• **What is required**
For each line of the data below, test for "Please". Report only the number of lines that pass.

• **Stored data entries**
○ ○ ○ ○ ○

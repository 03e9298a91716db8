use argon2::{
    Argon2, PasswordHasher,
    password_hash::{PasswordHash, PasswordVerifier, SaltString},
};
use chrono::Utc;
use password_hash::rand_core::OsRng;
use sea_orm::{
    ActiveModelTrait, ActiveValue::NotSet, ColumnTrait, EntityTrait, QueryFilter, Set,
};

use crate::{
    audit,
    dto::auth::{
        ForgotPasswordRequest, ForgotPasswordResponse, LoginRequest, LoginResponse,
        RegisterRequest, ResetPasswordRequest, UpdateDetailsRequest,
    },
    entity::users::{ActiveModel as UserActive, Column as UserCol, Entity as Users, Model as UserModel},
    error::{AppError, AppResult, is_unique_violation},
    middleware::auth::AuthUser,
    models::{ROLE_ADMIN, ROLE_USER, User},
    response::{ApiResponse, Meta},
    state::AppState,
    token,
};

pub fn hash_password(password: &str) -> AppResult<String> {
    let salt = SaltString::generate(&mut OsRng);
    let argon2 = Argon2::default();
    let hash = argon2
        .hash_password(password.as_bytes(), &salt)
        .map_err(|e| AppError::Internal(anyhow::anyhow!(e.to_string())))?
        .to_string();
    Ok(hash)
}

pub fn verify_password(password: &str, stored_hash: &str) -> AppResult<bool> {
    let parsed_hash = PasswordHash::new(stored_hash)
        .map_err(|_| AppError::Internal(anyhow::anyhow!("Invalid password hash")))?;
    Ok(Argon2::default()
        .verify_password(password.as_bytes(), &parsed_hash)
        .is_ok())
}

fn normalize_email(email: &str) -> String {
    email.trim().to_ascii_lowercase()
}

fn is_blank(value: &str) -> bool {
    value.trim().is_empty()
}

async fn find_by_email(state: &AppState, email: &str) -> AppResult<Option<UserModel>> {
    Ok(Users::find()
        .filter(UserCol::Email.eq(email))
        .one(&state.orm)
        .await?)
}

pub async fn register_user(
    state: &AppState,
    payload: RegisterRequest,
) -> AppResult<ApiResponse<User>> {
    let RegisterRequest {
        name,
        email,
        password,
        phone,
    } = payload;
    if is_blank(&name) || is_blank(&email) || password.is_empty() {
        return Err(AppError::BadRequest(
            "Please provide all required fields".into(),
        ));
    }
    let email = normalize_email(&email);

    if find_by_email(state, &email).await?.is_some() {
        return Err(AppError::Conflict("Email already registered".into()));
    }

    let password_hash = hash_password(&password)?;

    let inserted = UserActive {
        id: NotSet,
        name: Set(name.trim().to_string()),
        email: Set(email),
        password_hash: Set(password_hash),
        phone: Set(phone.filter(|p| !is_blank(p))),
        role: Set(ROLE_USER.to_string()),
        is_active: Set(true),
        created_at: NotSet,
        updated_at: NotSet,
    }
    .insert(&state.orm)
    .await;

    // A concurrent registration can pass the pre-check; the unique index decides.
    let user = match inserted {
        Ok(user) => user,
        Err(err) if is_unique_violation(&err) => {
            return Err(AppError::Conflict("Email already registered".into()));
        }
        Err(err) => return Err(err.into()),
    };

    audit::record(
        &state.orm,
        Some(user.id),
        "user_register",
        "users",
        serde_json::json!({ "user_id": user.id }),
    )
    .await;

    Ok(ApiResponse::success(
        "User registered successfully",
        User::from(user),
        None,
    ))
}

pub async fn login_user(
    state: &AppState,
    payload: LoginRequest,
) -> AppResult<ApiResponse<LoginResponse>> {
    let LoginRequest { email, password } = payload;
    if is_blank(&email) || password.is_empty() {
        return Err(AppError::BadRequest(
            "Please provide email and password".into(),
        ));
    }

    let user = match find_by_email(state, &normalize_email(&email)).await? {
        Some(u) => u,
        None => return Err(AppError::Unauthorized("User not registered".into())),
    };

    if !verify_password(&password, &user.password_hash)? {
        return Err(AppError::Unauthorized("Wrong password".into()));
    }

    if !user.is_active {
        return Err(AppError::Unauthorized("Account is deactivated".into()));
    }

    let token = token::issue_session_token(
        &state.config.jwt_secret,
        user.id,
        &user.email,
        &user.role,
    )?;

    audit::record(
        &state.orm,
        Some(user.id),
        "user_login",
        "users",
        serde_json::json!({ "user_id": user.id }),
    )
    .await;

    let resp = LoginResponse {
        token: format!("Bearer {}", token),
        user: User::from(user),
    };

    Ok(ApiResponse::success(
        "Login successful",
        resp,
        Some(Meta::empty()),
    ))
}

pub async fn check_user_auth(state: &AppState, user: &AuthUser) -> AppResult<ApiResponse<User>> {
    let found = Users::find_by_id(user.user_id).one(&state.orm).await?;
    match found {
        Some(u) => Ok(ApiResponse::success("Authenticated", User::from(u), None)),
        None => Err(AppError::Unauthorized("User not found".into())),
    }
}

/// Re-checks the stored role, not just the token claim.
pub async fn check_admin_auth(state: &AppState, user: &AuthUser) -> AppResult<ApiResponse<User>> {
    let found = Users::find_by_id(user.user_id)
        .filter(UserCol::Role.eq(ROLE_ADMIN))
        .one(&state.orm)
        .await?;
    match found {
        Some(u) => Ok(ApiResponse::success("Authenticated", User::from(u), None)),
        None => Err(AppError::forbidden()),
    }
}

pub async fn forgot_password(
    state: &AppState,
    payload: ForgotPasswordRequest,
) -> AppResult<ApiResponse<ForgotPasswordResponse>> {
    if is_blank(&payload.email) {
        return Err(AppError::BadRequest("Please provide email".into()));
    }

    let user = match find_by_email(state, &normalize_email(&payload.email)).await? {
        Some(u) => u,
        None => return Err(AppError::NotFound("User")),
    };

    // No mail transport: the token goes back to the caller.
    let reset_token = token::issue_reset_token(&state.config.jwt_secret, user.id, &user.email)?;
    tracing::info!(user_id = user.id, "password reset token issued");

    Ok(ApiResponse::success(
        "Password reset link sent to email",
        ForgotPasswordResponse { reset_token },
        None,
    ))
}

pub async fn reset_password(
    state: &AppState,
    payload: ResetPasswordRequest,
) -> AppResult<ApiResponse<serde_json::Value>> {
    if is_blank(&payload.reset_token) || payload.new_password.is_empty() {
        return Err(AppError::BadRequest(
            "Please provide reset token and new password".into(),
        ));
    }

    let claims = token::decode_reset_token(&state.config.jwt_secret, payload.reset_token.trim())?;
    let user_id = token::subject_id(&claims.sub)?;

    let existing = match Users::find_by_id(user_id).one(&state.orm).await? {
        Some(u) => u,
        None => return Err(AppError::NotFound("User")),
    };

    let mut active: UserActive = existing.into();
    active.password_hash = Set(hash_password(&payload.new_password)?);
    active.updated_at = Set(Utc::now().into());
    active.update(&state.orm).await?;

    audit::record(
        &state.orm,
        Some(user_id),
        "password_reset",
        "users",
        serde_json::json!({ "user_id": user_id }),
    )
    .await;

    Ok(ApiResponse::success(
        "Password reset successfully",
        serde_json::json!({}),
        Some(Meta::empty()),
    ))
}

pub async fn update_details(
    state: &AppState,
    user: &AuthUser,
    payload: UpdateDetailsRequest,
) -> AppResult<ApiResponse<User>> {
    if payload.is_empty() {
        return Err(AppError::BadRequest("No update data provided".into()));
    }

    let existing = match Users::find_by_id(user.user_id).one(&state.orm).await? {
        Some(u) => u,
        None => return Err(AppError::NotFound("User")),
    };

    let mut active: UserActive = existing.clone().into();
    if let Some(name) = payload.name.filter(|n| !is_blank(n)) {
        active.name = Set(name.trim().to_string());
    }
    if let Some(email) = payload.email.filter(|e| !is_blank(e)) {
        let email = normalize_email(&email);
        if email != existing.email {
            if find_by_email(state, &email).await?.is_some() {
                return Err(AppError::Conflict("Email already registered".into()));
            }
            active.email = Set(email);
        }
    }
    if let Some(phone) = payload.phone {
        active.phone = Set(Some(phone).filter(|p| !is_blank(p)));
    }
    active.updated_at = Set(Utc::now().into());

    let updated = match active.update(&state.orm).await {
        Ok(u) => u,
        Err(err) if is_unique_violation(&err) => {
            return Err(AppError::Conflict("Email already registered".into()));
        }
        Err(err) => return Err(err.into()),
    };

    Ok(ApiResponse::success(
        "Details updated successfully",
        User::from(updated),
        None,
    ))
}

#[cfg(test)]
mod tests {
    use super::*;

    #[test]
    fn password_hash_verifies_only_the_original() {
        let hash = hash_password("s3cret").unwrap();
        assert_ne!(hash, "s3cret");
        assert!(verify_password("s3cret", &hash).unwrap());
        assert!(!verify_password("wrong", &hash).unwrap());
    }

    #[test]
    fn email_is_trimmed_and_lowercased() {
        assert_eq!(normalize_email("  Foo@Example.COM "), "foo@example.com");
    }
}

○ ○ ○ ○ ○

• **Task output**
4